# Exercise brief
Search term "types": please show all lines in the listing that contain it.

# Data for the task
☆ ☆ ☆

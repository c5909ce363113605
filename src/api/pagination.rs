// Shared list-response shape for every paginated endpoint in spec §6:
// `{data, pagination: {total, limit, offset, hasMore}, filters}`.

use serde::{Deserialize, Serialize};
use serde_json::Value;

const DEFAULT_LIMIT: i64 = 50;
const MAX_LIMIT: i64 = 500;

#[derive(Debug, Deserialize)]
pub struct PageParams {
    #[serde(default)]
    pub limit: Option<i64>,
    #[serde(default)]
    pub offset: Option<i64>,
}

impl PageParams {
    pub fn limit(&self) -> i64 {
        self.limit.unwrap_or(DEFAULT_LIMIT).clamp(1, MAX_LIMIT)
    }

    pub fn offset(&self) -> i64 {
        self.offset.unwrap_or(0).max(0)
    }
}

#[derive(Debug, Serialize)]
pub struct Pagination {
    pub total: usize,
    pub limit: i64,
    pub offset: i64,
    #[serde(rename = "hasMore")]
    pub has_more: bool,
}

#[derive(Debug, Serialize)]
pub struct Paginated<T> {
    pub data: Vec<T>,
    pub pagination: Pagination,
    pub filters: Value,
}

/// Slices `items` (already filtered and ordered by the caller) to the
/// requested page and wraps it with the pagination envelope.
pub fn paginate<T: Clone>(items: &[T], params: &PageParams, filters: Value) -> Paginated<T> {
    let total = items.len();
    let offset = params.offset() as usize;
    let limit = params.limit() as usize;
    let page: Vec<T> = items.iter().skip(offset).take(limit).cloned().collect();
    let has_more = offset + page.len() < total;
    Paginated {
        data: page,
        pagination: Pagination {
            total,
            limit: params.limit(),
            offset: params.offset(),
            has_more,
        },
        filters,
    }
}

☆ ☆ ☆

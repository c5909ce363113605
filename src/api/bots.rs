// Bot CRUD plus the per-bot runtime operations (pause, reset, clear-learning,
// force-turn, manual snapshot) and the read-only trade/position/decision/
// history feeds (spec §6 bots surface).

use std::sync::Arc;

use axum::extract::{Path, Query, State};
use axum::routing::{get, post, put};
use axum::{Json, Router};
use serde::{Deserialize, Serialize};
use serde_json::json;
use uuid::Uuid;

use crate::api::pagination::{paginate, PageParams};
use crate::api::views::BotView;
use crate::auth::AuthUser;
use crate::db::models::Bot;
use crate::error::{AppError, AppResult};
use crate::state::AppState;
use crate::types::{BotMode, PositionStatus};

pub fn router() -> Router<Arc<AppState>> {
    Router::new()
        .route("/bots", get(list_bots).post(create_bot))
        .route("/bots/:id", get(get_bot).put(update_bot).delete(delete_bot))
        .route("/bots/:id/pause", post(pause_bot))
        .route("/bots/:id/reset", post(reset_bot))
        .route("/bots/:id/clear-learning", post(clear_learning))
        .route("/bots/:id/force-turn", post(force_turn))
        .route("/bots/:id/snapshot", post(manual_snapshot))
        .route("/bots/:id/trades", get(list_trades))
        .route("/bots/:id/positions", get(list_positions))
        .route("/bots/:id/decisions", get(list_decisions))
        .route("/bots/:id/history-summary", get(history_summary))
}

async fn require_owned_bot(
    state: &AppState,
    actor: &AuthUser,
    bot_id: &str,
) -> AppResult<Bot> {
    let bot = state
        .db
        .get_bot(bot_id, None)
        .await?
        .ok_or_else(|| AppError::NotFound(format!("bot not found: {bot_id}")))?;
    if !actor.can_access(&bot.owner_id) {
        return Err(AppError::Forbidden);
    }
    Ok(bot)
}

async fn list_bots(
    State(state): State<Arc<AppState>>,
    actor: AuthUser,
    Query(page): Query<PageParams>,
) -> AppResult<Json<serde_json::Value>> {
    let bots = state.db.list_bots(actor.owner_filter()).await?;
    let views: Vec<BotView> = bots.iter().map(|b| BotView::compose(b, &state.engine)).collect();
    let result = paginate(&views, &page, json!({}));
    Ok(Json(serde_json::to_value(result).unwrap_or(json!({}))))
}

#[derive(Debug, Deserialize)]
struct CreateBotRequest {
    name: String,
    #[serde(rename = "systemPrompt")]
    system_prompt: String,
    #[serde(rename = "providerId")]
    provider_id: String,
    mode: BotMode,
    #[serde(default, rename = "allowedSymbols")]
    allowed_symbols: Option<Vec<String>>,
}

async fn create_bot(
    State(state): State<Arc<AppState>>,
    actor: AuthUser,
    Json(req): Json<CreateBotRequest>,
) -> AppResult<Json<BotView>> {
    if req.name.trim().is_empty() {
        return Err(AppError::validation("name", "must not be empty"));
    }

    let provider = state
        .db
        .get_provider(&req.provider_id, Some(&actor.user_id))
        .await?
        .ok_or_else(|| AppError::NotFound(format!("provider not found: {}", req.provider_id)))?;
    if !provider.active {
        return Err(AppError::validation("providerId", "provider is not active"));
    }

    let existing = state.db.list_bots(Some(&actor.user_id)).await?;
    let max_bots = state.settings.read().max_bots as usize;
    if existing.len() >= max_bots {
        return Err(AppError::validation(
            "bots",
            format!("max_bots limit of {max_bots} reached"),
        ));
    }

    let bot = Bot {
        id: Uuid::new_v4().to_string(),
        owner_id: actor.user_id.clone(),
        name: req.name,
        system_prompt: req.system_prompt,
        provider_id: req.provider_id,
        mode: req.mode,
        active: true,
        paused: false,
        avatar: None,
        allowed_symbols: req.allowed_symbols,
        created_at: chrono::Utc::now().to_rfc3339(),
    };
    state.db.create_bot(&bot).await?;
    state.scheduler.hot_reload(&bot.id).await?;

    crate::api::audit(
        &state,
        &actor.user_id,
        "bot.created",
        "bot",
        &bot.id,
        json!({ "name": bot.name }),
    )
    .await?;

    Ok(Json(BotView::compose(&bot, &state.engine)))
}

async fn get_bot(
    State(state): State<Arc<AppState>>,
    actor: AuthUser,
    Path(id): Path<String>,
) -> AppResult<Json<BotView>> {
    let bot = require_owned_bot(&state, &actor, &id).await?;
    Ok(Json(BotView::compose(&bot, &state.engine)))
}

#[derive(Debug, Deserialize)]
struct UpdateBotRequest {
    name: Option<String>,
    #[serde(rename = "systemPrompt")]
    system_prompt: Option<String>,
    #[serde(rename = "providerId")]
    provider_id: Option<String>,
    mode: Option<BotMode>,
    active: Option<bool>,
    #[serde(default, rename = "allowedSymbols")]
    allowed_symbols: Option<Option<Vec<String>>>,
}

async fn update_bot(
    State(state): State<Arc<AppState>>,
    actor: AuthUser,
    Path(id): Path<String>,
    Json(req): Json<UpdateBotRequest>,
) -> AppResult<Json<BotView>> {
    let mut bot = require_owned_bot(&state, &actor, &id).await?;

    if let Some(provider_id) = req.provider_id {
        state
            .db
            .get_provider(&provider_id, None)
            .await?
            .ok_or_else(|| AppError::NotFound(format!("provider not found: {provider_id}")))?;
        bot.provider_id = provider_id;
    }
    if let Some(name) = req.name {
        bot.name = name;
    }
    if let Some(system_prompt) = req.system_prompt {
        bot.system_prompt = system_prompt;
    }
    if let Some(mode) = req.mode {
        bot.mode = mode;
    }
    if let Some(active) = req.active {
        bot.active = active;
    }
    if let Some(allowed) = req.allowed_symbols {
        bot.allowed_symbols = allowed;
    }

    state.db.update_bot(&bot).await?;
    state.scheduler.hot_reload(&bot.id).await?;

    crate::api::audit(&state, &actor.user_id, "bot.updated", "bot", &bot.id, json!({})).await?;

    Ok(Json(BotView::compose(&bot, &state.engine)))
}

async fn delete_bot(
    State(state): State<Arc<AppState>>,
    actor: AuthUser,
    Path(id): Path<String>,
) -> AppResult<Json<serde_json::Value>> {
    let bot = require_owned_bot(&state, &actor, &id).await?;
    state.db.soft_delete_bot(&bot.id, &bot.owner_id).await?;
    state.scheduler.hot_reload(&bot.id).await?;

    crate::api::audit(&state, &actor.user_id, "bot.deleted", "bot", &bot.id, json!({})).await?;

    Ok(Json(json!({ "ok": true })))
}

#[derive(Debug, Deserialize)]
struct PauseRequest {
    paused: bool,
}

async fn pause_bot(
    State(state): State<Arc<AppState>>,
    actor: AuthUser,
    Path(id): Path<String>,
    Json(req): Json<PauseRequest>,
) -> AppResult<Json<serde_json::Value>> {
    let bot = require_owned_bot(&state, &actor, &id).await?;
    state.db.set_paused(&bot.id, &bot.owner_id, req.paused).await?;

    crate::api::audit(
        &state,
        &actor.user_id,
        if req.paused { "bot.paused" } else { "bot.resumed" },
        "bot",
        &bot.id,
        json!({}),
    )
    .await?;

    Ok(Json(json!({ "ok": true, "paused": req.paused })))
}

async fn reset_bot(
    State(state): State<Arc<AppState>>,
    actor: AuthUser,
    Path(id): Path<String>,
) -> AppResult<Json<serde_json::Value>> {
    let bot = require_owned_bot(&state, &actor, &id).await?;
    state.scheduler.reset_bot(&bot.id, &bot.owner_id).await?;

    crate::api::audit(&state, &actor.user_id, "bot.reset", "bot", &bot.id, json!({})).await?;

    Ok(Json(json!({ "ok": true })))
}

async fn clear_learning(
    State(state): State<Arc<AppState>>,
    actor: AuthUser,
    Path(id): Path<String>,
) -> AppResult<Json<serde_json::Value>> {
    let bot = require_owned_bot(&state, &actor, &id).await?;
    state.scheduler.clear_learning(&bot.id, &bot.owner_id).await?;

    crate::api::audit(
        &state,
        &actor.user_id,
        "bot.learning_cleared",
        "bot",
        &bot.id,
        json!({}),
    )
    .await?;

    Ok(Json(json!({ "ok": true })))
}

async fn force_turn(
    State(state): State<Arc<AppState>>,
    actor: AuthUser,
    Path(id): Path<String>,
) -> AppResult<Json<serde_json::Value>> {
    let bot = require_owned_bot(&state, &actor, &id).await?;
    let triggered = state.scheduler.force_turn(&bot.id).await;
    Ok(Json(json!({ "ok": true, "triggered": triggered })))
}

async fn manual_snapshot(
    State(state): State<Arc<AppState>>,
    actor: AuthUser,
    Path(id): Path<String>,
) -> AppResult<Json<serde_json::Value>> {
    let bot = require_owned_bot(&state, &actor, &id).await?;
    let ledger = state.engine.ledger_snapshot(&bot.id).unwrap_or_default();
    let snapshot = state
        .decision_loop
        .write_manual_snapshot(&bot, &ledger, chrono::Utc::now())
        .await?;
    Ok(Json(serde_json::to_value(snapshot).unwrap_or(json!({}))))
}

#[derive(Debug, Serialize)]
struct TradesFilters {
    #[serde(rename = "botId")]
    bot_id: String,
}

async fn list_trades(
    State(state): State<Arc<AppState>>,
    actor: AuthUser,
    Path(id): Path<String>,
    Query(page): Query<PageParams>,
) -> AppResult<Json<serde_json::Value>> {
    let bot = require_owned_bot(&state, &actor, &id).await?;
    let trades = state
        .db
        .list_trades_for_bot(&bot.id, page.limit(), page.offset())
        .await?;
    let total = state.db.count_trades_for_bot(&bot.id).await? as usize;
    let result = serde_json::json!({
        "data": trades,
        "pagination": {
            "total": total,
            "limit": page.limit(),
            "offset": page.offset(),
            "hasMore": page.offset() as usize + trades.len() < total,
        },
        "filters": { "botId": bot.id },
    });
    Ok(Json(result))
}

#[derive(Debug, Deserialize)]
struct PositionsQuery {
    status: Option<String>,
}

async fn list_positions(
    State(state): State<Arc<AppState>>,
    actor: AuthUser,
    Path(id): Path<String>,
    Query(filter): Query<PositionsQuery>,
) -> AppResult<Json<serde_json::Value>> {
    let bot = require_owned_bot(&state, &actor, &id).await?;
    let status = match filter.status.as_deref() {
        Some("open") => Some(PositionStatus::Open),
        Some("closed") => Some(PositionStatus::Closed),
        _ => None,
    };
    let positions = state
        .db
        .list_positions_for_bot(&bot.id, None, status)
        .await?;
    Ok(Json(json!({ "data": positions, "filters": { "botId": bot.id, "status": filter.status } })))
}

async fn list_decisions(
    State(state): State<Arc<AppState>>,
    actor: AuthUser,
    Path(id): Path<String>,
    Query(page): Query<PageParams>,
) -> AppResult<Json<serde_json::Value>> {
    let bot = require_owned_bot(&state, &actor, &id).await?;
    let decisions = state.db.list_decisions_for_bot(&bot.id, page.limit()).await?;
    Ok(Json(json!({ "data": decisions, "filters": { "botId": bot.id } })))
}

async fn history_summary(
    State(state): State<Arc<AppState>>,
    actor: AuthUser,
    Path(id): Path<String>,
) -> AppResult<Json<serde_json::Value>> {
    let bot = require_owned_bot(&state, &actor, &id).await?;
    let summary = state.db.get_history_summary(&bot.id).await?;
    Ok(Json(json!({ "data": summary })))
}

☆ ☆ ☆

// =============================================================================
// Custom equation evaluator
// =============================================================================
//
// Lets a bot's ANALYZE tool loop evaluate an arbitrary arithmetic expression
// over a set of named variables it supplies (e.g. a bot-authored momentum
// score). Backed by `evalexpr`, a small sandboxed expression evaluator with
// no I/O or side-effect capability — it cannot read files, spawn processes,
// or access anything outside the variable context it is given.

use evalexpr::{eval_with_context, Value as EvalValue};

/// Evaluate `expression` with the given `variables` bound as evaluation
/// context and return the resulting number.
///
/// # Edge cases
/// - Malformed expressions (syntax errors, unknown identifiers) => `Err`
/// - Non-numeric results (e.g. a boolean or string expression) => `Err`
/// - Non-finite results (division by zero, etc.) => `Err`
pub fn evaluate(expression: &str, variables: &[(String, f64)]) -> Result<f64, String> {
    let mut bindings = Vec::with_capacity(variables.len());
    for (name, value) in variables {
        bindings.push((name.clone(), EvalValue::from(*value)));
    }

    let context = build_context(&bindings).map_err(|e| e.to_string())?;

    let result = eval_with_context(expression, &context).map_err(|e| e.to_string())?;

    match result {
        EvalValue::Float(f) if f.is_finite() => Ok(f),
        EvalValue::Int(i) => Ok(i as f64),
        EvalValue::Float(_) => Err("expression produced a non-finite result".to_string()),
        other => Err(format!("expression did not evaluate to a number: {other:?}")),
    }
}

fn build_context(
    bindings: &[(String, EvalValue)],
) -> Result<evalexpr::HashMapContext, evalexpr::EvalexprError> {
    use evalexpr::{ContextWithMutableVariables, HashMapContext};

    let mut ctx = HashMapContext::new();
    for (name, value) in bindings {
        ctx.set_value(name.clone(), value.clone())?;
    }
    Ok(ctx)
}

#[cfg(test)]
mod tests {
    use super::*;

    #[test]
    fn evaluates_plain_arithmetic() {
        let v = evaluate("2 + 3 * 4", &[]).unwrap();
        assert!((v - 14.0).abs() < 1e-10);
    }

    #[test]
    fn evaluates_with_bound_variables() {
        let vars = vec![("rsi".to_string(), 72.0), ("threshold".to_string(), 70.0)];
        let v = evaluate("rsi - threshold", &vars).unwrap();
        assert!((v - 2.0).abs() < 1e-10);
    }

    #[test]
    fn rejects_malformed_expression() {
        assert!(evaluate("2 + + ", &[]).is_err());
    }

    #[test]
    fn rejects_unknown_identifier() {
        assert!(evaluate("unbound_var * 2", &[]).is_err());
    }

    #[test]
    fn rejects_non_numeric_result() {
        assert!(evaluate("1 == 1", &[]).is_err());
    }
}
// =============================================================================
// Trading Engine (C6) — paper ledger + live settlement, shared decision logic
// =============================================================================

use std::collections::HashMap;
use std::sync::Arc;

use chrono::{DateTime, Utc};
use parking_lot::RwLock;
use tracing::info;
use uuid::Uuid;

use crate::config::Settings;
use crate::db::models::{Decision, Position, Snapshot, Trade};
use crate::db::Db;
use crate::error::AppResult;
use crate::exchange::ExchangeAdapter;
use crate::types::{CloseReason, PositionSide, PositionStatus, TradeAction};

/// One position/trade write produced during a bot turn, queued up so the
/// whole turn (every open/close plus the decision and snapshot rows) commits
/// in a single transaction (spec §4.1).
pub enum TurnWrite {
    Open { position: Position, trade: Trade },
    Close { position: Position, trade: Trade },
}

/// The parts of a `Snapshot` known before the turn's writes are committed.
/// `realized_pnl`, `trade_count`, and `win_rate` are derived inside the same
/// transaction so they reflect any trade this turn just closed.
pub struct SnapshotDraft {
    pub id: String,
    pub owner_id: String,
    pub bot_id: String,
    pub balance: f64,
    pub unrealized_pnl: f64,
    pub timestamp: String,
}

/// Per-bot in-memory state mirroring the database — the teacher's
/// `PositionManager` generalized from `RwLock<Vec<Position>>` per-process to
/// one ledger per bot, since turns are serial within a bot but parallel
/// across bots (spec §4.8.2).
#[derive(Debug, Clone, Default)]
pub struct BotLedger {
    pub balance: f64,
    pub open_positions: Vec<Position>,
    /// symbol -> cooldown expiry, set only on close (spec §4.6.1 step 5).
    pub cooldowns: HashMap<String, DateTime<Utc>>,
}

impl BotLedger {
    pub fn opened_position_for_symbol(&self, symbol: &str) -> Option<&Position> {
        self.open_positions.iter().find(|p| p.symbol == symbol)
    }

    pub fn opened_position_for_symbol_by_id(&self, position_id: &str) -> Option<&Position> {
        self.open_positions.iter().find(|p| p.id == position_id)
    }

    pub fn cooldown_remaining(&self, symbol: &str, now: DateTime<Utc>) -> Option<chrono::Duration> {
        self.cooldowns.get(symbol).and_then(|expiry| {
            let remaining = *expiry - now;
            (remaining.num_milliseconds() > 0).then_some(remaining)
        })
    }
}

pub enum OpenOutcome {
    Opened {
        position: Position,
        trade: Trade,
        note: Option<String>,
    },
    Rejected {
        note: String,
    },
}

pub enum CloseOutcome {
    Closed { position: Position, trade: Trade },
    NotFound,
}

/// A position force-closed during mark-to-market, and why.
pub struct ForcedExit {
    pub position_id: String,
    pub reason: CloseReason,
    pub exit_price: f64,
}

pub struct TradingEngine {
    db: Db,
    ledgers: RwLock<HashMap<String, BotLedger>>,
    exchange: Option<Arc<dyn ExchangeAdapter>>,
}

☆ ☆ ☆

# Answer to the problem
use crate::types::{BotMode, PositionStatus};
use crate::types::{CloseReason, PositionSide, PositionStatus, TradeAction};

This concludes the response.